The first picture shows carbon dioxide, or CO2, over the United States during the first few days of OCO-3 science data collection. This initial measurement is consistent with measurements made by older OCO-3 brothers, OCO-2, in the same area – which means that even though the calibration of the OCO-3 instrument has not been completed, it is appropriate to continue (currently still operating). ) preceding data records.
OCO-3 is also capable of measuring fluorescence induced by the first sun. The second picture shows fluorescence caused by the sun in western Asia. Areas with lower plant light – show lower photosynthetic activity – shown in light green; areas with higher photosynthetic activity are shown in dark green. As expected, there were significant differences in plant activity from areas with low vegetation near the Caspian Sea to forests and agriculture to the north and east of the Mingachevir Reservoir (near the center of the image).
"The team is very excited to see how well OCO-3 is doing," said Project Scientist Annmarie Eldering, based at NASA's Jet Propulsion Laboratory in Pasadena, California. "This initial carbon dioxide extraction and sun-induced fluorescence looks fantastic and will only increase with increasing calibration."

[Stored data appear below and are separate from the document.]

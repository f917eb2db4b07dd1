//! Spherical earth geodesy: forward azimuth, haversine distance and compass
//! quantization. Everything here is pure.

use serde::{Deserialize, Serialize};

use crate::{bearing::CompassDirection, location::Coordinate};

/// Mean earth radius used for distances
pub const EARTH_RADIUS_KM: f64 = 6371.0;

const DEGREES_PER_POINT: f64 = 360.0 / CompassDirection::ALL.len() as f64;

#[derive(Debug, Clone, Copy, Serialize, Deserialize, PartialEq)]
pub struct Bearing {
    /// Clockwise from north, in `[0, 360)`
    pub degrees: f64,
    /// Raw forward azimuth in `(-π, π]`, not normalized
    pub radians: f64,
}

/// Initial bearing (forward azimuth) when travelling from `from` to `to`.
///
/// Identical points have no defined bearing, those yield `0` (north).
pub fn bearing(from: Coordinate, to: Coordinate) -> Bearing {
    if from == to {
        return Bearing {
            degrees: 0.0,
            radians: 0.0,
        };
    }

    let lat1 = from.latitude().to_radians();
    let lat2 = to.latitude().to_radians();
    let delta_lon = (to.longitude() - from.longitude()).to_radians();

    let y = delta_lon.sin() * lat2.cos();
    let x = lat1.cos() * lat2.sin() - lat1.sin() * lat2.cos() * delta_lon.cos();

    let radians = y.atan2(x);

    Bearing {
        degrees: normalize_degrees(radians.to_degrees()),
        radians,
    }
}

/// Great circle distance in meters using the haversine formula
pub fn distance(from: Coordinate, to: Coordinate) -> f64 {
    let lat1 = from.latitude().to_radians();
    let lat2 = to.latitude().to_radians();
    let delta_lat = (to.latitude() - from.latitude()).to_radians();
    let delta_lon = (to.longitude() - from.longitude()).to_radians();

    let a = (delta_lat / 2.0).sin().powi(2)
        + lat1.cos() * lat2.cos() * (delta_lon / 2.0).sin().powi(2);
    // Rounding can push `a` just past 1 for antipodal points
    let a = a.clamp(0.0, 1.0);
    let c = 2.0 * a.sqrt().atan2((1.0 - a).sqrt());

    EARTH_RADIUS_KM * c * 1000.0
}

/// Quantize a bearing into one of the 16 compass points.
///
/// Uses `f64::round` so exact half-way bearings (11.25°, 33.75°, ...) go to the
/// next point clockwise.
pub fn compass_direction(degrees: f64) -> CompassDirection {
    let index = (normalize_degrees(degrees) / DEGREES_PER_POINT).round() as usize;
    CompassDirection::ALL[index % CompassDirection::ALL.len()]
}

/// Wrap any angle into `[0, 360)`
pub fn normalize_degrees(degrees: f64) -> f64 {
    let wrapped = degrees.rem_euclid(360.0);
    // rem_euclid can round up to exactly 360 for tiny negative inputs
    if wrapped >= 360.0 { 0.0 } else { wrapped }
}

#[cfg(test)]
mod tests {
    use super::*;

    fn coord(lat: f64, lon: f64) -> Coordinate {
        Coordinate::new(lat, lon).expect("Invalid test coordinate")
    }

    fn assert_close(actual: f64, expected: f64, tolerance: f64) {
        assert!(
            (actual - expected).abs() <= tolerance,
            "Expected {expected} ± {tolerance}, got {actual}"
        );
    }

    #[test]
    fn test_one_degree_east_on_equator() {
        let from = coord(0.0, 0.0);
        let to = coord(0.0, 1.0);

        let b = bearing(from, to);
        assert_close(b.degrees, 90.0, 1e-9);
        assert_close(b.radians, std::f64::consts::FRAC_PI_2, 1e-9);
        assert_eq!(compass_direction(b.degrees), CompassDirection::E);

        assert_close(distance(from, to), 111_195.0, 50.0);
    }

    #[test]
    fn test_identical_points() {
        let london = coord(51.5, -0.1);

        let b = bearing(london, london);
        assert_eq!(b.degrees, 0.0);
        assert_eq!(b.radians, 0.0);
        assert_eq!(distance(london, london), 0.0);
        assert_eq!(compass_direction(b.degrees), CompassDirection::N);
    }

    #[test]
    fn test_cardinal_bearings() {
        let origin = coord(10.0, 10.0);
        assert_close(bearing(origin, coord(20.0, 10.0)).degrees, 0.0, 1e-9);
        assert_close(bearing(origin, coord(0.0, 10.0)).degrees, 180.0, 1e-9);

        let west = bearing(coord(0.0, 0.0), coord(0.0, -1.0));
        assert_close(west.degrees, 270.0, 1e-9);
        // Radians are not normalized
        assert_close(west.radians, -std::f64::consts::FRAC_PI_2, 1e-9);
    }

    #[test]
    fn test_bearing_always_in_range() {
        let points = [
            coord(0.0, 0.0),
            coord(89.9, 179.9),
            coord(-89.9, -179.9),
            coord(51.5, -0.1),
            coord(-33.9, 151.2),
            coord(50.27, -5.05),
            coord(0.0, 180.0),
            coord(0.0, -180.0),
        ];

        for a in points {
            for b in points {
                let deg = bearing(a, b).degrees;
                assert!(
                    (0.0..360.0).contains(&deg),
                    "Bearing {a} -> {b} out of range: {deg}"
                );
            }
        }
    }

    #[test]
    fn test_distance_symmetric() {
        let truro = coord(50.2632, -5.051);
        let sydney = coord(-33.8688, 151.2093);
        assert_close(distance(truro, sydney), distance(sydney, truro), 1e-6);
        assert!(distance(truro, sydney) > 0.0);
    }

    #[test]
    fn test_distance_antipodal() {
        let half_circumference = std::f64::consts::PI * EARTH_RADIUS_KM * 1000.0;

        let d = distance(coord(0.0, 0.0), coord(0.0, 180.0));
        assert!(d.is_finite());
        assert_close(d, half_circumference, 1.0);

        let d = distance(coord(90.0, 0.0), coord(-90.0, 0.0));
        assert_close(d, half_circumference, 1.0);
    }

    #[test]
    fn test_distance_near_identical() {
        let a = coord(50.0, -5.0);
        let b = coord(50.0, -5.000_000_1);
        let d = distance(a, b);
        assert!(d.is_finite());
        assert!(d < 0.05, "{d}");
    }

    #[test]
    fn test_compass_points() {
        assert_eq!(compass_direction(0.0), CompassDirection::N);
        assert_eq!(compass_direction(359.9), CompassDirection::N);
        assert_eq!(compass_direction(360.0), CompassDirection::N);
        assert_eq!(compass_direction(180.0), CompassDirection::S);
        assert_eq!(compass_direction(22.5), CompassDirection::NNE);
        assert_eq!(compass_direction(45.0), CompassDirection::NE);
        assert_eq!(compass_direction(270.0), CompassDirection::W);
        assert_eq!(compass_direction(337.5), CompassDirection::NNW);
    }

    #[test]
    fn test_compass_half_boundaries_round_up() {
        assert_eq!(compass_direction(11.25), CompassDirection::NNE);
        assert_eq!(compass_direction(11.2), CompassDirection::N);
        assert_eq!(compass_direction(348.75), CompassDirection::N);
        assert_eq!(compass_direction(348.7), CompassDirection::NNW);
    }

    #[test]
    fn test_compass_wraps_out_of_range() {
        assert_eq!(compass_direction(-90.0), CompassDirection::W);
        assert_eq!(compass_direction(450.0), CompassDirection::E);
    }

    #[test]
    fn test_normalize_degrees() {
        assert_eq!(normalize_degrees(-1e-15), 0.0);
        assert_eq!(normalize_degrees(720.0), 0.0);
        assert_close(normalize_degrees(-45.0), 315.0, 1e-12);
    }
}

OCO-3 was launched to the space station on May 4. Although one of its main objectives is to continue the five-year data record started by OCO-2, it has two unique capabilities. First, the OCO-3 is equipped with a new guide mirror assembly that will enable scientists to map local variations of carbon dioxide from space more fully than can be achieved by OCO-2.
Second, the orbit of the space station will allow OCO-3 to see the same location on Earth at different times, which will allow scientists to study how carbon dioxide fluctuates throughout the day. OCO-2, not installed on the space station, is in a near polar orbit that only allows it to see the same location at the same time.
The OCO-3 data will complement data from two other Earth observer missions on the space station – ECOSTRESS, which measure temperature pressure and water use by plants, and GEDI, which assesses the amount of organic plant material on land that exists mainly in forests. Combined data from all these instruments will give scientists unprecedented levels of detail about how plants around the world respond to climate change and a more complete understanding of the carbon cycle.
The mission team hopes to complete the OCO-3 in-orbit checkout phase – the period where they ensure all instruments and components are working and calibrated correctly – next month. They are scheduled to release officially carbon dioxide and fluorescence caused by the sun data to the science community a year later; However, given the quality of measurements that have been made by OCO-3, the data is likely to be available sooner.
The OCO-3 project is managed by JPL. Caltech manages JPL for NASA.
// end //
More news releases and status reports or headlines.